PROBLEM TO WORK ON
The answer must be an exact copy of every entry.

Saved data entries

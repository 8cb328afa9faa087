use std::path::PathBuf;

use serde::{Deserialize, Serialize};

#[derive(Debug, Clone, Serialize, Deserialize, PartialEq)]
#[serde(deny_unknown_fields)]
pub struct StorageConfig {
    /// Directory that relative table paths are resolved against.
    #[serde(default = "StorageConfig::default_root")]
    pub root: PathBuf,
}

impl StorageConfig {
    fn default_root() -> PathBuf {
        PathBuf::from(".")
    }
}

impl Default for StorageConfig {
    fn default() -> Self {
        Self {
            root: Self::default_root(),
        }
    }
}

ANSWER AREA
repository 8cb328afa9faa087
use std::path::PathBuf;

use serde::{Deserialize, Serialize};

#[derive(Debug, Clone, Serialize, Deserialize, PartialEq)]
#[serde(deny_unknown_fields)]
pub struct StorageConfig {
    /// Directory that relative table paths are resolved against.
    #[serde(default = "StorageConfig::default_root")]
    pub root: PathBuf,
}

impl StorageConfig {
    fn default_root() -> PathBuf {
        PathBuf::from(".")
    }
}

impl Default for StorageConfig {
    fn default() -> Self {
        Self {
            root: Self::default_root(),
        }
    }
}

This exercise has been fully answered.